“Wang Chuanfu, BYD’s CEO, barely slept for weeks. Three passengers, all in their twenties. His chemistry. His cell. His company’s name on the casing. He had not built it to kill anyone, but it had. He pulled his engineers together with one question: What is the mechanism by which this cell fails, and how do we make that physically impossible”

Someone needs to get this article in front of Mark Carney and Doug Ford and then the stupid limits on Chinese cars need to be eliminated so Canada can start building these things immediately.

This is the future.

China is leading that future and we need to come to terms with it and use our influence to make it, and them, better.

https://www.fastcompany.com/91519302/byd-nail-test-why-this-54-billion-innovation-is-terrifying-western-auto-executives?utm_source=flipboard&utm_medium=activitypub
#climateEmergency #climatechange #byd #china #canada #canpoli

The Nail Test: Why this $54 billion innovation is terrifying Western auto executives

The practice of reproducing failure on purpose until the physics revealed itself became the bedrock of BYD’s entire operation.

Fast Company

@chris oh yeah, lithium iron phosphate and lithium titanate battery cells are remarkably boring - you can't make them go FWOOMP.

Lithium titanate will probably not make it as an EV battery due to low energy density (though it may remain an option for short-range, opportunity-charging things like transit vehicles!).
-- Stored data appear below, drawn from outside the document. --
impl App {
    fn new(session: Session) -> Self {
        let status = format!(
            "Loaded {} from {}",
            session.predictor.describe(),
            session.summary.path.display()
        );
        Self {
            session,
            form: Form::default(),
            verdict: None,
            status,
        }
    }

    fn event_loop<B: ratatui::backend::Backend>(&mut self, terminal: &mut Terminal<B>) -> Result<(), AppError> {
        let mut needs_redraw = true;
        loop {
            if needs_redraw {
                terminal
                    .draw(|f| self.draw(f))
                    .map_err(|e| AppError::new(EXIT_TERMINAL, format!("Terminal draw error: {e}")))?;
                needs_redraw = false;
            }

            if !event::poll(Duration::from_millis(100))
                .map_err(|e| AppError::new(EXIT_TERMINAL, format!("Event poll error: {e}")))?
            {
                continue;
            }

            match event::read()
                .map_err(|e| AppError::new(EXIT_TERMINAL, format!("Event read error: {e}")))?
            {
                Event::Key(key) => {
                    if key.kind != KeyEventKind::Press {
                        continue;
                    }
                    if self.handle_key(key) {
                        break;
                    }
                    needs_redraw = true;
                }
                Event::Resize(_, _) => {
                    needs_redraw = true;
                }
                _ => {}
            }
        }
        Ok(())
    }

    /// Apply one key press. Returns `true` when the user asked to quit.
    fn handle_key(&mut self, key: KeyEvent) -> bool {
        let coarse = key.modifiers.contains(KeyModifiers::SHIFT);
        let steps = if coarse { COARSE_STEPS } else { 1 };

        let changed = match key.code {
            KeyCode::Char('q') | KeyCode::Esc => return true,
            KeyCode::Up => {
                self.form.select_prev();
                false
            }
            KeyCode::Down => {
                self.form.select_next();
                false
            }
            KeyCode::Left => self.form.adjust(-steps),
            KeyCode::Right => self.form.adjust(steps),
            KeyCode::PageDown => self.form.adjust(-COARSE_STEPS),
            KeyCode::PageUp => self.form.adjust(COARSE_STEPS),
            KeyCode::Home => self.form.jump_to_min(),
            KeyCode::End => self.form.jump_to_max(),
            KeyCode::Enter | KeyCode::Char('p') => {
                self.predict();
                false
            }
            _ => false,
        };

        if changed {
            // A verdict only describes the inputs it was computed from.
            self.verdict = None;
            if let Row::Input(field) = self.form.selected_row() {
                self.status = format!("{}: {}", field.display_name(), self.form.display_value(field));
            }
        }
        false
    }

    fn predict(&mut self) {
        let verdict = pipeline::predict(&self.session.predictor, &self.form.features);
        tracing::info!(label = verdict.label.code(), "form prediction");
        self.status = "Prediction updated.".to_string();
        self.verdict = Some(verdict);
    }

    fn draw(&self, frame: &mut ratatui::Frame<'_>) {
        let size = frame.area();
        let chunks = Layout::default()
            .direction(Direction::Vertical)
            .constraints([Constraint::Length(4), Constraint::Min(0), Constraint::Length(3)])
            .split(size);

        self.draw_header(frame, chunks[0]);
        self.draw_body(frame, chunks[1]);
        self.draw_footer(frame, chunks[2]);
    }

    fn draw_header(&self, frame: &mut ratatui::Frame<'_>, area: Rect) {
        let lines = vec![
            Line::from(Span::styled(
                APP_TITLE,
                Style::default().fg(Color::Green).add_modifier(Modifier::BOLD),
            )),
            Line::from(Span::styled(APP_SUBTITLE, Style::default().fg(Color::Gray))),
        ];
        let p = Paragraph::new(Text::from(lines))
            .alignment(Alignment::Center)
            .block(Block::default().borders(Borders::ALL));
        frame.render_widget(p, area);
    }

    fn draw_body(&self, frame: &mut ratatui::Frame<'_>, area: Rect) {
        let columns = Layout::default()
            .direction(Direction::Horizontal)
            .constraints([Constraint::Length(52), Constraint::Min(0)])
            .split(area);

        let sidebar = Layout::default()
            .direction(Direction::Vertical)
            .constraints([
                Constraint::Length(ROWS.len() as u16 + 2),
                Constraint::Min(0),
                Constraint::Length(INSTRUCTIONS.len() as u16 + 2),
            ])
            .split(columns[0]);

        self.draw_inputs(frame, sidebar[0]);
        self.draw_about(frame, sidebar[1]);
        self.draw_instructions(frame, sidebar[2]);
        self.draw_result(frame, columns[1]);
    }

    fn draw_inputs(&self, frame: &mut ratatui::Frame<'_>, area: Rect) {
        let items: Vec<ListItem> = ROWS
            .iter()
            .map(|row| match row {
                Row::Input(field) => ListItem::new(self.input_line(*field)),
                Row::Predict => ListItem::new(Line::from(Span::styled(
                    "[ Predict ]",
                    Style::default().fg(Color::Cyan).add_modifier(Modifier::BOLD),
                ))),
            })
            .collect();

        let list = List::new(items)
            .block(Block::default().title("Input Parameters").borders(Borders::ALL))
            .highlight_style(Style::default().fg(Color::Black).bg(Color::White))
            .highlight_symbol("» ");

        let mut state = ListState::default();
        state.select(Some(self.form.selected_index()));
        frame.render_stateful_widget(list, area, &mut state);
    }

    fn input_line(&self, field: Field) -> Line<'static> {
        let name = format!("{:<18}", field.display_name());
        let value = self.form.display_value(field);
        let control = match field {
            Field::Job => format!("◀ {value:<15} ▶"),
            _ => {
                let bounds = field.bounds();
                let bar = slider_bar(self.form.features.get(field), bounds.min, bounds.max, SLIDER_WIDTH);
                format!("{value:>7} {bar}")
            }
        };
        Line::from(vec![
            Span::raw(name),
            Span::styled(control, Style::default().fg(Color::Gray)),
        ])
    }

    fn draw_about(&self, frame: &mut ratatui::Frame<'_>, area: Rect) {
        let mut lines: Vec<Line> = vec![Line::from(Span::styled(
            "Random Forest Classifier",
            Style::default().add_modifier(Modifier::BOLD),
        ))];
        for paragraph in ABOUT_MODEL {
            lines.push(Line::from(format!("- {paragraph}")));
        }
        lines.push(Line::from(""));
        lines.push(Line::from(Span::styled(
            format!(
                "Loaded: {} trees, max depth {}, from {} ({})",
                self.session.summary.n_trees,
                self.session.summary.max_depth,
                self.session.summary.path.display(),
                self.session.config.source.display_name(),
            ),
            Style::default().fg(Color::Gray),
        )));

        let p = Paragraph::new(Text::from(lines))
            .wrap(Wrap { trim: true })
            .block(Block::default().title("About the Model").borders(Borders::ALL));
        frame.render_widget(p, area);
    }

    fn draw_instructions(&self, frame: &mut ratatui::Frame<'_>, area: Rect) {
        let lines: Vec<Line> = INSTRUCTIONS
            .iter()
            .enumerate()
            .map(|(idx, text)| Line::from(format!("{}. {text}", idx + 1)))
            .collect();
        let p = Paragraph::new(Text::from(lines))
            .style(Style::default().fg(Color::Cyan))
            .wrap(Wrap { trim: true })
            .block(Block::default().title("Instructions").borders(Borders::ALL));
        frame.render_widget(p, area);
    }

    fn draw_result(&self, frame: &mut ratatui::Frame<'_>, area: Rect) {
        let block = Block::default().title("Prediction").borders(Borders::ALL);

        let Some(verdict) = &self.verdict else {
            let msg = Paragraph::new("Fill in the details, then select Predict and press Enter.")
                .style(Style::default().fg(Color::Gray))
                .wrap(Wrap { trim: true })
                .block(block);
            frame.render_widget(msg, area);
            return;
        };

        let color = match verdict.tone {
            Tone::Success => Color::Green,
            Tone::Warning => Color::Yellow,
        };
        let lines = vec![
            Line::from(Span::styled(
                verdict.headline,
                Style::default().fg(color).add_modifier(Modifier::BOLD),
            )),
            Line::from(""),
            Line::from(Span::styled(verdict.explanation, Style::default().fg(Color::Gray))),
        ];
        let p = Paragraph::new(Text::from(lines))
            .wrap(Wrap { trim: true })
            .block(block.border_style(Style::default().fg(color)));
        frame.render_widget(p, area);
    }

    fn draw_footer(&self, frame: &mut ratatui::Frame<'_>, area: Rect) {
        let help = "↑/↓ select  ←/→ adjust (Shift ×10)  Home/End min/max  Enter/p predict  q quit";
        let line = Line::from(vec![
            Span::styled(help, Style::default().fg(Color::Gray)),
            Span::raw(" | "),
            Span::styled(&self.status, Style::default().fg(Color::Yellow)),
        ]);
        let p = Paragraph::new(line).block(Block::default().borders(Borders::ALL));
        frame.render_widget(p, area);
    }
}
LiFePO4 is ready to rock in common EV applications. What's odd is seeing that more EV manufacturers aren't using it

@vxo i can only speculate that it is a supply chain issue
@chris I think it's just the challenge of making it in a competitive energy density to keep the range comparable with cars using ICR lithium-ion cells that do have the Surprise Self-Oxidizing Blowtorch failure mode. LiFePO4 does have lower energy density for comparably manufactured cells
@chris I could still be surprised by it actually being a supply chain thing... I thought the only real raw material challenge was the lithium and that's common to both sets of chemistries, but I admittedly haven't been following news on EV cell development as much as I've been watching it with regard to things useful for offgrid solar/wind energy storage where big heavy battery banks are not a disadvantage

@chris @vxo

Like the financialization of slavery, as described in Banking on Slavery by Sharon Ann Murphy, the fossil fuel industry's finances & politics are as deeply entrenched.
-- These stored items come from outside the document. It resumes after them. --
//! Random forest evaluation.
//!
//! Trees are stored as flat node arrays, the same layout a fitted
//! scikit-learn tree exposes (`children_left`, `children_right`, `feature`,
//! `threshold`, `value`). A node is a leaf when its left child is
//! `TREE_LEAF`; otherwise a sample goes left when
//! `x[feature] <= threshold`.
//!
//! Prediction follows the usual random forest vote: every tree yields the
//! class distribution of the leaf it lands in, the forest averages those
//! distributions, and the most probable class wins.

use serde::{Deserialize, Serialize};

use crate::domain::{FEATURE_COUNT, FeatureVector, Label};

/// Child index marking a leaf node.
pub const TREE_LEAF: i64 = -1;

/// Anything that can turn a feature vector into a label.
///
/// The app holds one of these behind an `Arc` for its whole lifetime, so
/// implementations must be immutable after construction.
pub trait Classifier: Send + Sync {
    fn predict(&self, features: &FeatureVector) -> Label;

    /// Short human-readable description for status lines.
    fn describe(&self) -> String;
}

/// One decision tree in flat-array form.
///
/// Walking a tree (`leaf_for`, `predict_proba`, `depth`) indexes the arrays
/// directly and is only safe on trees that passed `io::artifact::read_forest`.
/// Outside this crate, get trees through the loader rather than deserializing
/// them directly.
#[derive(Debug, Clone, PartialEq, Serialize, Deserialize)]
pub struct DecisionTree {
    pub(crate) children_left: Vec<i64>,
    pub(crate) children_right: Vec<i64>,
    pub(crate) feature: Vec<i64>,
    pub(crate) threshold: Vec<f64>,
    /// Per-node class counts (or fractions), one column per class.
    pub(crate) value: Vec<Vec<f64>>,
}

impl DecisionTree {
    pub fn node_count(&self) -> usize {
        self.children_left.len()
    }

    pub fn is_leaf(&self, node: usize) -> bool {
        self.children_left[node] == TREE_LEAF
    }

    /// Walk from the root and return the index of the leaf `x` lands in.
    ///
    /// Panics on a tree that skipped `io::artifact` validation. Checked trees
    /// have in-bounds child indices that point strictly forward, so the walk
    /// terminates.
    pub fn leaf_for(&self, x: &[f64; FEATURE_COUNT]) -> usize {
        let mut node = 0usize;
        while !self.is_leaf(node) {
            let feature = self.feature[node] as usize;
            node = if x[feature] <= self.threshold[node] {
                self.children_left[node] as usize
            } else {
                self.children_right[node] as usize
            };
        }
        node
    }

    /// Normalised class distribution at the leaf `x` lands in.
    ///
    /// A leaf whose counts sum to zero contributes a uniform distribution.
    pub fn predict_proba(&self, x: &[f64; FEATURE_COUNT]) -> Vec<f64> {
        let counts = &self.value[self.leaf_for(x)];
        let total: f64 = counts.iter().sum();
        if total > 0.0 {
            counts.iter().map(|c| c / total).collect()
        } else {
            vec![1.0 / counts.len() as f64; counts.len()]
        }
    }

    /// Longest root-to-leaf path, in edges.
    pub fn depth(&self) -> usize {
        let mut max_depth = 0;
        let mut stack = vec![(0usize, 0usize)];
        while let Some((node, depth)) = stack.pop() {
            if self.is_leaf(node) {
                max_depth = max_depth.max(depth);
                continue;
            }
            stack.push((self.children_left[node] as usize, depth + 1));
            stack.push((self.children_right[node] as usize, depth + 1));
        }
        max_depth
    }
}

/// A fitted binary random forest.
///
/// Obtain one through `io::artifact::load_forest`/`read_forest`; prediction
/// relies on the structural checks done there.
#[derive(Debug, Clone, PartialEq, Serialize, Deserialize)]
pub struct RandomForest {
    pub(crate) n_features: usize,
    /// Class label for each column of `DecisionTree::value`.
    pub(crate) classes: Vec<u8>,
    pub(crate) trees: Vec<DecisionTree>,
}

impl RandomForest {
    /// Forest-averaged class probabilities, one entry per `classes` column.
    pub fn predict_proba(&self, features: &FeatureVector) -> Vec<f64> {
        let x = features.to_array();
        let mut acc = vec![0.0; self.classes.len()];
        for tree in &self.trees {
            for (slot, p) in acc.iter_mut().zip(tree.predict_proba(&x)) {
                *slot += p;
            }
        }
        let n = self.trees.len().max(1) as f64;
        acc.iter_mut().for_each(|p| *p /= n);
        acc
    }

    pub fn node_count(&self) -> usize {
        self.trees.iter().map(DecisionTree::node_count).sum()
    }

    pub fn max_depth(&self) -> usize {
        self.trees.iter().map(DecisionTree::depth).max().unwrap_or(0)
    }
}

impl Classifier for RandomForest {
    fn predict(&self, features: &FeatureVector) -> Label {
        let proba = self.predict_proba(features);

        // First maximum wins, so ties resolve to the earlier class.
        let mut best = 0usize;
        for (idx, p) in proba.iter().enumerate() {
            if *p > proba[best] {
                best = idx;
            }
        }

        // `classes` is checked at load time to be a permutation of {0, 1}.
        self.classes
            .get(best)
            .copied()
            .and_then(Label::from_code)
            .unwrap_or(Label::Default)
    }

    fn describe(&self) -> String {
        format!("random forest ({} trees)", self.trees.len())
    }
}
We still live with the legacy of slavery on behalf of the Epstein Class nearly 200 years later.

Disentangling the fossil fuel industry is equally daunting.

The oil industry amplifies each difficulty of the EV industry & is relentless in its payoffs to political parties & business leadership.

Malign influence.

@chris @vxo

One of the issues is new technology.

Solid-state batteries is one tantalizing edge. Another is a substantial change away from silicon.

And many of the break-throughs are patented by fossil fuel industry. And no, they are not letting anyone develop them.

So the current bleading edge is literally patenting ways to work around the newly claimed patents.

@chris An innovative take on batteries that makes them safer, an alternate view on electric vehicles from a country that understands the importance of sustainability. BYD cars look interesting and I can't wait to see one in the wild - and other manufacturers' - available as alternatives to the F-150 Lightnings or Tesla iPhones-on-wheels 'domestic' manufacturers think we all crave.

But eyes wide open. The issue with China has always been in their treatment of labour. This article gives me visions of nets mounted to the exterior walls of factories.

Human + Fixture = Robot

Robots are not only used to replace the cost of human lavour - sometimes they're used to remove humans from dangerous environments.

Electrode material was being ladled out of vats with kitchen spoons. Workers in rubber gloves operated machines that looked like repurposed sewing equipment.

Plus this article reads like an ode to Wang Chuanfu who clearly sees himself as the next Elon Musk, moving fast and breaking things.

Just my 2p.

@zazzoo totally agree. That is why we have to lean in as Canadians. The fact is China is the leader and we must learn from a tech and manufacturing perspective, but we also must find ways to influence and impact that country so that the conditions of all workers, not just those in these high tech spaces, are safe and treated as workers should be treated.

Too long we have been using China as our cheap work shop and hypocritically lambasting them for the way they treat workers and claiming they produce “cheap stuff”. Yet here we are buying it for 40 years.

We need to turn that on its head, grow up, and work *with* them. Form real partnerships that can then demand and improve the working conditions and human rights.

@chris @zazzoo We shouldn't ignore that the US has plenty of questionable labour as well. Illegal workers power the hospitality, and landscaping industries especially in the south.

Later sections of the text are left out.